> **Brief**: What lines of the listing include the string "embedded"? Show them all.

> **Records shown**:
=== Begin Enclosure ===
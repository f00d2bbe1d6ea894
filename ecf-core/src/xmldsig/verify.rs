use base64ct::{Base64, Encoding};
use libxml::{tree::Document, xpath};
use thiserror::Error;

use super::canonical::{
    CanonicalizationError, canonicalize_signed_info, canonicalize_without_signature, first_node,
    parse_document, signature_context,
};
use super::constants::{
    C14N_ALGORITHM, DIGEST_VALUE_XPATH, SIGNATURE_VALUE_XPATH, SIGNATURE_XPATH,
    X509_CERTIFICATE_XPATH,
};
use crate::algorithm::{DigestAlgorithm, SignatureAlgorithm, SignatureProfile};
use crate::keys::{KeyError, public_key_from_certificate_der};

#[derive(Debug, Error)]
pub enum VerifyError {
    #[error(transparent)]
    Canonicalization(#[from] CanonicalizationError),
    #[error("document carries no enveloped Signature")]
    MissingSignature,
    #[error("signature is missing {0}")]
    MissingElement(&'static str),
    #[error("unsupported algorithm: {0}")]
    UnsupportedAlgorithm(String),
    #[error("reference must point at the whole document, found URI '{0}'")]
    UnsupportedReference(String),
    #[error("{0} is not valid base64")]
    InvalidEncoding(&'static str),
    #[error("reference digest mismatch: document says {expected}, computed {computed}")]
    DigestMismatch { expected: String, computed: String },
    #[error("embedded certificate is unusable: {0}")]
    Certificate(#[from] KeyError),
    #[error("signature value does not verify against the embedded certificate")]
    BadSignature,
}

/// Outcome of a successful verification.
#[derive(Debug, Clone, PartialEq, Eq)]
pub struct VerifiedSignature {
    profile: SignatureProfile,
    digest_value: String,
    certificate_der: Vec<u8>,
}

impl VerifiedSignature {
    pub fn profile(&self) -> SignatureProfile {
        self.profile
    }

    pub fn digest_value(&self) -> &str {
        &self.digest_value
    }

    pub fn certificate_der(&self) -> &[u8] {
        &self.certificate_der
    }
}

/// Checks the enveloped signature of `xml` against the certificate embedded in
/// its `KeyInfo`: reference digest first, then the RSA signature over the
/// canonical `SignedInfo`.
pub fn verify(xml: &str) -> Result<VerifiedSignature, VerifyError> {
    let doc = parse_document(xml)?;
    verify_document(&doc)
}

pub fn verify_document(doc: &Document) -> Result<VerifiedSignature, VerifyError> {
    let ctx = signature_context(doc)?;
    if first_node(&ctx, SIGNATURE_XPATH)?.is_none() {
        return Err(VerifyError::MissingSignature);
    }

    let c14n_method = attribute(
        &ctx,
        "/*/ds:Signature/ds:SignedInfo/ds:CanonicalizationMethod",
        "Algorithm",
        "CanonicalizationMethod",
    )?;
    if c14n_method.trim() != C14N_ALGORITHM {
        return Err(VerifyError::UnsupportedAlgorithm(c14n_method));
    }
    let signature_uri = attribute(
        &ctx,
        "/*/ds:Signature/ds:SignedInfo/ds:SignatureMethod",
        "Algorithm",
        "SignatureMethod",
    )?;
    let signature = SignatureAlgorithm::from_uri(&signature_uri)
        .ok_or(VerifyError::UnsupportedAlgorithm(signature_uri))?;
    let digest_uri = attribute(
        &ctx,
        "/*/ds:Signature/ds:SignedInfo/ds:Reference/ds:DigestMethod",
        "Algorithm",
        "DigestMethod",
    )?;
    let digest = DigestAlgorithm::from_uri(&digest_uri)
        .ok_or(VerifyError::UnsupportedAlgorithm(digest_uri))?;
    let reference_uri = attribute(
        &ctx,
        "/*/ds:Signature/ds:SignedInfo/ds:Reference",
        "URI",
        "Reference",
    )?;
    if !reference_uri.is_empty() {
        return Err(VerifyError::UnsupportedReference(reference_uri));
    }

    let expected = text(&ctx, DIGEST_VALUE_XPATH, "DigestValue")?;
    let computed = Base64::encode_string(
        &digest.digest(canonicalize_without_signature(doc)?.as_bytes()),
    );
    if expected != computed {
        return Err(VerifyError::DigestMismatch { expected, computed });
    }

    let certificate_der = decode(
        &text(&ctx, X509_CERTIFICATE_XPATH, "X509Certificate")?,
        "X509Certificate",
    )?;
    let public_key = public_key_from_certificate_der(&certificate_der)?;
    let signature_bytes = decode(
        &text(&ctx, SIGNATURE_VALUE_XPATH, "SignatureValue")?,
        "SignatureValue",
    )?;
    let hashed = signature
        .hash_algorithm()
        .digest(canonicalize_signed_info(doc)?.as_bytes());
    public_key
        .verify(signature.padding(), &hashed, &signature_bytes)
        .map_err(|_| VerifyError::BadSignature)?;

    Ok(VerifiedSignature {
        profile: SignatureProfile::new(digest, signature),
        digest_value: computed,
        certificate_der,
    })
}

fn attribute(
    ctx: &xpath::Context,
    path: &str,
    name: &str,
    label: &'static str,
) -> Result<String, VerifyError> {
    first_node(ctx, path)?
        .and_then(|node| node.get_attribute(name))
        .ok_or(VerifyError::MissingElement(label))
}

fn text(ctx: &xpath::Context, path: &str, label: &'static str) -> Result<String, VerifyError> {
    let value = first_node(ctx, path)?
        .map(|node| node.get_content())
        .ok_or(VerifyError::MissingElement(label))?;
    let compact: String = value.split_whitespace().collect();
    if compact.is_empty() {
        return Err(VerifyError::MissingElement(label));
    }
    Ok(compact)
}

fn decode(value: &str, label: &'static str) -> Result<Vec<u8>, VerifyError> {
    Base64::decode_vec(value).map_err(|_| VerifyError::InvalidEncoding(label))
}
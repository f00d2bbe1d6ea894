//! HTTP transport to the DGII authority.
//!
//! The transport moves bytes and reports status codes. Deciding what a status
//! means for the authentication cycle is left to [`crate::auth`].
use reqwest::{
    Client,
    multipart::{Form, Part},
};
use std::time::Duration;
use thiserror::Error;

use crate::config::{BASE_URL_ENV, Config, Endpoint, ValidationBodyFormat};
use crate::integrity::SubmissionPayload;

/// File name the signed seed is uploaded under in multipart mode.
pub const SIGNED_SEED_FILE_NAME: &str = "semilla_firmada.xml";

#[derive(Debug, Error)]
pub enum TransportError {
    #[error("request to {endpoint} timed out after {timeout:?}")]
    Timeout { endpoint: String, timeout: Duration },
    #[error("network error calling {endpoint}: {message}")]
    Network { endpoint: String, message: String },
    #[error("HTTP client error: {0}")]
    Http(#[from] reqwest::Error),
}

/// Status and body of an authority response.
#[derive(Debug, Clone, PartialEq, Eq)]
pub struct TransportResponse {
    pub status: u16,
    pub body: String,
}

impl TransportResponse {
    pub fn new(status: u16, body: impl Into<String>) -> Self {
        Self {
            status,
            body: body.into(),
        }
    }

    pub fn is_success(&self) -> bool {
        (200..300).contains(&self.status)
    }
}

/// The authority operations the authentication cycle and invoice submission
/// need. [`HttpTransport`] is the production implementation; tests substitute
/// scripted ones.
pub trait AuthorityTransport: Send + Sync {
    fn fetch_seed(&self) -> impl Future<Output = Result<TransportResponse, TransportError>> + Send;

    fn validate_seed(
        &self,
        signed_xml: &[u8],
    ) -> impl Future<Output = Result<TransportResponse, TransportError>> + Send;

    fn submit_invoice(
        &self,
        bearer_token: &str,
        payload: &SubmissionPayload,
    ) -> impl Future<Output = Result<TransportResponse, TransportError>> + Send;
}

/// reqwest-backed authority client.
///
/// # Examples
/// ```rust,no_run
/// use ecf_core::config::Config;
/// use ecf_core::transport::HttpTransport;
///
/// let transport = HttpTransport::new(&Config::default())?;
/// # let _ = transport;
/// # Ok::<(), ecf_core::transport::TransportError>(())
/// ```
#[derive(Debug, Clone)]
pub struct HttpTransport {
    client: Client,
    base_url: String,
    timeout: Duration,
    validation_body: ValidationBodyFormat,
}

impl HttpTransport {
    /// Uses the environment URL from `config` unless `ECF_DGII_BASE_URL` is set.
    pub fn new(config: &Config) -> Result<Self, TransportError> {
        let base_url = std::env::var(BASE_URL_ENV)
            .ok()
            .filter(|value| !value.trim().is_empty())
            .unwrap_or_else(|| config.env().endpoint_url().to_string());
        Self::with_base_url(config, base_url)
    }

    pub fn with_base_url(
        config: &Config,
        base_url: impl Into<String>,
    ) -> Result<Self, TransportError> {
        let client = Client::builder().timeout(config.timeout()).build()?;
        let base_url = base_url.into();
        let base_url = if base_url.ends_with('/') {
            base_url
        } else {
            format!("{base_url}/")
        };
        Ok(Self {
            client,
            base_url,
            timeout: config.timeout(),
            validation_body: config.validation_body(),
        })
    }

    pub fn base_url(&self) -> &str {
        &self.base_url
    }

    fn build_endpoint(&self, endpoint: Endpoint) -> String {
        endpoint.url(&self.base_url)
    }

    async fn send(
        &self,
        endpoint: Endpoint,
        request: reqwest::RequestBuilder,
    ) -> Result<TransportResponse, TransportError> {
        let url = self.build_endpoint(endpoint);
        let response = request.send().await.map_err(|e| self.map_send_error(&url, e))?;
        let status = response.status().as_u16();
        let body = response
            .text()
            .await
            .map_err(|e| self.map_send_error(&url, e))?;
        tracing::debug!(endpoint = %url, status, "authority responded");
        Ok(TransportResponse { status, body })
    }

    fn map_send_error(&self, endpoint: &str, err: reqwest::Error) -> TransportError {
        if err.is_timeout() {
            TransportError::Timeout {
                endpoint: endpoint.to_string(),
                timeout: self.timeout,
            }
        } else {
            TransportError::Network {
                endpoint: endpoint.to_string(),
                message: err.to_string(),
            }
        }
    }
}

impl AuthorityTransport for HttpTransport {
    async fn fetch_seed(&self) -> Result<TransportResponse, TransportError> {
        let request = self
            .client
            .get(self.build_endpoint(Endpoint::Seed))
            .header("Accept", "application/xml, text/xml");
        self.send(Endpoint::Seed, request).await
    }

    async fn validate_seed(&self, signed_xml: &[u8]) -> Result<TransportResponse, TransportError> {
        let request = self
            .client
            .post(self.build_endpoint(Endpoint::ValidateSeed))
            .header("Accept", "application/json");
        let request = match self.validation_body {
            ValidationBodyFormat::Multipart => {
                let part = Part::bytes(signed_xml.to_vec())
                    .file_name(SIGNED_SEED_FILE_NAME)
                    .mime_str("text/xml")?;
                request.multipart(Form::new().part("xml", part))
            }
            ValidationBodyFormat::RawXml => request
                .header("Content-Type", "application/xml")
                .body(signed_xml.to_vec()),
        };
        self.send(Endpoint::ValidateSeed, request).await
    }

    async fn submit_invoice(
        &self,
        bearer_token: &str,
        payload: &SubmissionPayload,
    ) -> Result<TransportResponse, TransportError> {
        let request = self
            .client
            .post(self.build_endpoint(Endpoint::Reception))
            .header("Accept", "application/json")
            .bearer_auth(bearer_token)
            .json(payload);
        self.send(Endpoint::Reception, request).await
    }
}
=== End Enclosure ===
> **Response**:
    #[error("embedded certificate is unusable: {0}")]
    #[error("signature value does not verify against the embedded certificate")]
/// Checks the enveloped signature of `xml` against the certificate embedded in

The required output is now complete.